Segment Start: GIVEN RECORDS

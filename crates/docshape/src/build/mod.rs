//! Schema synthesis: the registry, the per-field pipeline and the context
//! callers drive it through.

mod enums;
mod prop;
mod registry;
mod resolve;
mod schema;

#[cfg(test)]
mod tests;

pub use registry::{ClassEntry, Registry, SynthesisState};
pub use resolve::{Element, Resolved, resolve};

use crate::{
    config::{GlobalOptions, SchemaOptions},
    error::{SchemaError, SchemaWarning},
    fragment::Fragment,
    node::{ClassDecl, ClassDescriptor, FieldConfig, PropOptions},
};
use schema::Builder;
use std::collections::BTreeMap;
use tracing::{debug, warn};

///
/// Schema
///
/// Result of a final build: the root fragment plus every fragment it embeds
/// by name, directly or through discriminator children.
///

#[derive(Clone, Debug, PartialEq)]
pub struct Schema {
    pub root: Fragment,
    pub embedded: BTreeMap<String, Fragment>,
}

impl Schema {
    #[must_use]
    pub fn get(&self, class: &str) -> Option<&Fragment> {
        if self.root.name == class {
            Some(&self.root)
        } else {
            self.embedded.get(class)
        }
    }
}

///
/// SchemaContext
///
/// Owns the class registry and the global options for one set of
/// declarations. Every synthesis call is all-or-nothing.
///

#[derive(Clone, Debug, Default)]
pub struct SchemaContext {
    registry: Registry,
    options: GlobalOptions,
    warnings: Vec<SchemaWarning>,
}

impl SchemaContext {
    #[must_use]
    pub fn new() -> Self {
        Self::default()
    }

    #[must_use]
    pub fn with_options(options: GlobalOptions) -> Self {
        Self {
            options,
            ..Default::default()
        }
    }

    #[must_use]
    pub const fn options(&self) -> &GlobalOptions {
        &self.options
    }

    #[must_use]
    pub const fn registry(&self) -> &Registry {
        &self.registry
    }

    #[must_use]
    pub fn warnings(&self) -> &[SchemaWarning] {
        &self.warnings
    }

    /// Register a class declaration, extending the class if it is known.
    pub fn declare(&mut self, decl: ClassDecl) -> Result<(), SchemaError> {
        let mut found = Vec::new();
        let descriptor = decl.into_descriptor(&mut found)?;
        debug!(class = %descriptor.name, fields = descriptor.fields.len(), "class declared");

        self.registry.register_class(descriptor);
        self.record(found);

        Ok(())
    }

    /// Attach one field to a class, creating the class if needed.
    pub fn declare_prop(
        &mut self,
        class: &str,
        key: &str,
        options: PropOptions,
    ) -> Result<(), SchemaError> {
        let mut found = Vec::new();
        let config = FieldConfig::parse(class, key, options, &mut found)?;

        self.registry.add_field(class, config);
        self.record(found);

        Ok(())
    }

    /// Final fragment for `class` together with the fragments it embeds.
    pub fn build_schema(&mut self, class: &str) -> Result<Schema, SchemaError> {
        let root = self.synthesize(class, None, None, true)?;
        let embedded = self.embedded_closure(&root);

        Ok(Schema { root, embedded })
    }

    /// Synthesize `class`, optionally on top of `base` and with an option
    /// override. Nothing is committed unless the whole call succeeds.
    pub fn synthesize(
        &mut self,
        class: &str,
        base: Option<&Fragment>,
        options: Option<&SchemaOptions>,
        is_final: bool,
    ) -> Result<Fragment, SchemaError> {
        let mut staged = self.registry.clone();
        let mut found = Vec::new();

        let fragment = Builder::new(&mut staged, &self.options, &mut found)
            .synthesize(class, base, options, is_final)
            .inspect_err(|err| warn!(class, %err, "synthesis failed"))?;

        self.registry = staged;
        self.warnings.extend(found);

        Ok(fragment)
    }

    #[must_use]
    pub fn state(&self, class: &str) -> SynthesisState {
        self.registry.state(class)
    }

    #[must_use]
    pub fn descriptor(&self, class: &str) -> Option<&ClassDescriptor> {
        self.registry.descriptor(class)
    }

    /// Class behind a name, once that class has been synthesized.
    #[must_use]
    pub fn resolve_class(&self, class: &str) -> Option<&ClassDescriptor> {
        self.registry.constructor(class)
    }

    /// Last non-final fragment built for `class`.
    #[must_use]
    pub fn fragment(&self, class: &str) -> Option<&Fragment> {
        self.registry.fragment(class)
    }

    fn record(&mut self, found: Vec<SchemaWarning>) {
        for warning in found {
            warn!(field = warning.field(), "{warning}");
            self.warnings.push(warning);
        }
    }

    fn embedded_closure(&self, root: &Fragment) -> BTreeMap<String, Fragment> {
        let mut embedded = BTreeMap::new();
        let mut queue = embedded_names(root);

        while let Some(name) = queue.pop() {
            if name == root.name || embedded.contains_key(&name) {
                continue;
            }
            if let Some(fragment) = self.registry.fragment(&name) {
                queue.extend(embedded_names(fragment));
                embedded.insert(name, fragment.clone());
            }
        }

        embedded
    }
}

// class names embedded by a fragment, including its discriminator children
fn embedded_names(fragment: &Fragment) -> Vec<String> {
    let mut names = Vec::new();

    for descriptor in fragment.paths.values() {
        if let Some(name) = descriptor.storage.embedded_class() {
            names.push(name.to_string());
        }
        if let Some(set) = &descriptor.discriminators {
            for child in set.children.values() {
                names.extend(embedded_names(&child.fragment));
            }
        }
    }

    names
}
use crate::{
    build::SynthesisState,
    fragment::{Container, FieldDescriptor, Fragment, StorageType},
    node::{ClassDecl, Document, Func, Index, Plugin},
    test_support::{build, class, context, number, string},
    types::{HookStage, ScalarType},
};
use serde_json::{Value, json};

fn touch(doc: &mut Document) {
    doc.insert("touched".into(), Value::Bool(true));
}

fn stamp_plugin() -> Plugin {
    Plugin {
        func: Func::plugin("stamp", |fragment, options| {
            let path = options["path"].as_str().unwrap_or("stamped").to_string();
            fragment.add_paths([(
                path,
                FieldDescriptor::new(StorageType::Scalar(ScalarType::Date), Container::Single),
            )]);
        }),
        options: json!({ "path": "updatedAt" }),
    }
}

fn hook_names(fragment: &Fragment) -> Vec<(HookStage, String)> {
    fragment.hooks
        .iter()
        .map(|h| (h.stage, h.handler.name().to_string()))
        .collect()
}

#[test]
fn pre_hooks_come_before_post_hooks_in_declaration_order() {
    let mut ctx = context([ClassDecl::new("User")
        .prop("name", string())
        .post("save", "audit", touch)
        .pre("save", "first", touch)
        .pre("validate", "second", touch)]);

    let schema = build(&mut ctx, "User");

    assert_eq!(
        hook_names(&schema.root),
        [
            (HookStage::Pre, "first".to_string()),
            (HookStage::Pre, "second".to_string()),
            (HookStage::Post, "audit".to_string()),
        ]
    );
    assert_eq!(schema.root.hooks[1].event, "validate");
}

#[test]
fn hook_handlers_run_against_documents() {
    let mut ctx = context([ClassDecl::new("User").pre("save", "touch", touch)]);
    let schema = build(&mut ctx, "User");

    let mut doc = Document::new();
    schema.root.hooks[0].handler.call(&mut doc);

    assert_eq!(doc.get("touched"), Some(&Value::Bool(true)));
}

#[test]
fn duplicate_indexes_are_kept() {
    let mut ctx = context([ClassDecl::new("User")
        .prop("email", string())
        .index(Index::new(["email"]))
        .index(Index::new(["email"]))]);

    let schema = build(&mut ctx, "User");
    assert_eq!(schema.root.indexes.len(), 2);
}

#[test]
fn plugins_run_with_their_options() {
    let mut ctx = context([ClassDecl::new("Post")
        .prop("title", string())
        .plugin(stamp_plugin())]);

    let schema = build(&mut ctx, "Post");

    assert_eq!(schema.root.plugins, ["stamp"]);
    let added = schema.root.path("updatedAt").expect("plugin path");
    assert_eq!(added.storage, StorageType::Scalar(ScalarType::Date));
}

#[test]
fn members_are_attached_by_name() {
    let mut ctx = context([ClassDecl::new("Item")
        .prop("price", number())
        .query_method("byPrice", |q| json!({ "price": q }))
        .method("label", |doc| doc.get("price").cloned().unwrap_or(Value::Null))
        .static_fn("cheapest", |_| json!(1))]);

    let schema = build(&mut ctx, "Item");
    let root = &schema.root;

    let query = root.query.get("byPrice").expect("query method");
    assert_eq!(query.call(json!(5)), json!({ "price": 5 }));
    assert!(root.methods.contains_key("label"));
    assert!(root.statics.contains_key("cheapest"));

    let behaviors = root.behaviors();
    assert_eq!(behaviors["$query"], json!(["byPrice"]));
}

#[test]
fn final_fragment_reports_its_class() {
    let mut ctx = context([ClassDecl::new("Item").prop("price", number())]);
    let schema = build(&mut ctx, "Item");

    assert_eq!(schema.root.origin(), Some("Item"));
    assert_eq!(
        schema.root.class_name_of(&Document::new()).as_deref(),
        Some("Item")
    );
}

#[test]
fn parent_behaviors_are_inherited_first() {
    let mut ctx = context([
        ClassDecl::new("Base")
            .prop("createdAt", string())
            .pre("save", "base", touch)
            .index(Index::new(["createdAt"])),
        ClassDecl::new("Child")
            .parent("Base")
            .prop("name", string())
            .pre("save", "child", touch),
    ]);

    let schema = build(&mut ctx, "Child");
    let names: Vec<_> = schema
        .root
        .hooks
        .iter()
        .map(|h| h.handler.name())
        .collect();

    assert_eq!(names, ["base", "child"]);
    assert_eq!(schema.root.indexes.len(), 1);
    assert!(schema.root.path("createdAt").is_some());
    assert_eq!(schema.root.origin(), Some("Child"));
}

#[test]
fn rebuilding_is_deterministic() {
    let mut ctx = context([ClassDecl::new("User")
        .prop("name", string().required())
        .pre("save", "touch", touch)
        .index(Index::new(["name"]))
        .plugin(stamp_plugin())]);

    let first = build(&mut ctx, "User");
    let second = build(&mut ctx, "User");

    assert_eq!(first.root.to_definition(), second.root.to_definition());
    assert_eq!(first.root.behaviors(), second.root.behaviors());
    assert_eq!(second.root.hooks.len(), 1);
    assert_eq!(second.root.plugins.len(), 1);
}

#[test]
fn finalized_base_is_not_attached_twice() {
    let mut ctx = context([ClassDecl::new("User")
        .prop("name", string())
        .pre("save", "touch", touch)]);

    let root = build(&mut ctx, "User").root;
    let again = ctx
        .synthesize("User", Some(&root), None, true)
        .expect("synthesis over a finalized base");

    assert_eq!(again.hooks.len(), 1);
    assert_eq!(ctx.state("User"), SynthesisState::Finalized);
}

#[test]
fn states_follow_declaration_and_synthesis() {
    let mut ctx = context([ClassDecl::new("User").prop("name", string())]);
    assert_eq!(ctx.state("User"), SynthesisState::Pending);
    assert_eq!(ctx.state("Nobody"), SynthesisState::Unseen);
    assert!(ctx.resolve_class("User").is_none());

    ctx.synthesize("User", None, None, false)
        .expect("non-final synthesis");
    assert_eq!(ctx.state("User"), SynthesisState::Built);

    build(&mut ctx, "User");
    assert_eq!(ctx.state("User"), SynthesisState::Finalized);
    assert_eq!(
        ctx.resolve_class("User").map(|d| d.name.as_str()),
        Some("User")
    );

    ctx.declare(ClassDecl::new("User").prop("age", number()))
        .expect("redeclare");
    assert_eq!(ctx.state("User"), SynthesisState::Pending);

    let schema = build(&mut ctx, "User");
    assert!(schema.root.path("name").is_some());
    assert!(schema.root.path("age").is_some());
}

#[test]
fn redeclared_embedded_class_is_rebuilt() {
    let mut ctx = context([
        ClassDecl::new("Address").prop("city", string()),
        ClassDecl::new("User").prop("home", class("Address")),
    ]);
    build(&mut ctx, "User");

    ctx.declare(ClassDecl::new("Address").prop("zip", number()))
        .expect("redeclare");
    assert_eq!(ctx.state("Address"), SynthesisState::Pending);

    let schema = build(&mut ctx, "User");
    let address = schema.get("Address").expect("Address is embedded");

    assert!(address.path("city").is_some());
    assert!(address.path("zip").is_some());
    assert_eq!(ctx.state("Address"), SynthesisState::Built);
}

#[test]
fn pending_class_deep_in_the_embedding_chain_is_rebuilt() {
    let mut ctx = context([
        ClassDecl::new("Geo").prop("lat", number()),
        ClassDecl::new("Address").prop("geo", class("Geo")),
        ClassDecl::new("User").prop("home", class("Address")),
    ]);
    build(&mut ctx, "User");

    ctx.declare(ClassDecl::new("Geo").prop("lng", number()))
        .expect("redeclare");
    let schema = build(&mut ctx, "User");

    assert_eq!(ctx.state("Address"), SynthesisState::Built);
    assert_eq!(ctx.state("Geo"), SynthesisState::Built);
    assert!(
        schema
            .get("Geo")
            .is_some_and(|geo| geo.path("lat").is_some() && geo.path("lng").is_some())
    );
}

Segment End: GIVEN RECORDS

Check each line of the material above for the string "SchemaOptions". Please count those that have it and reply with the number only.

2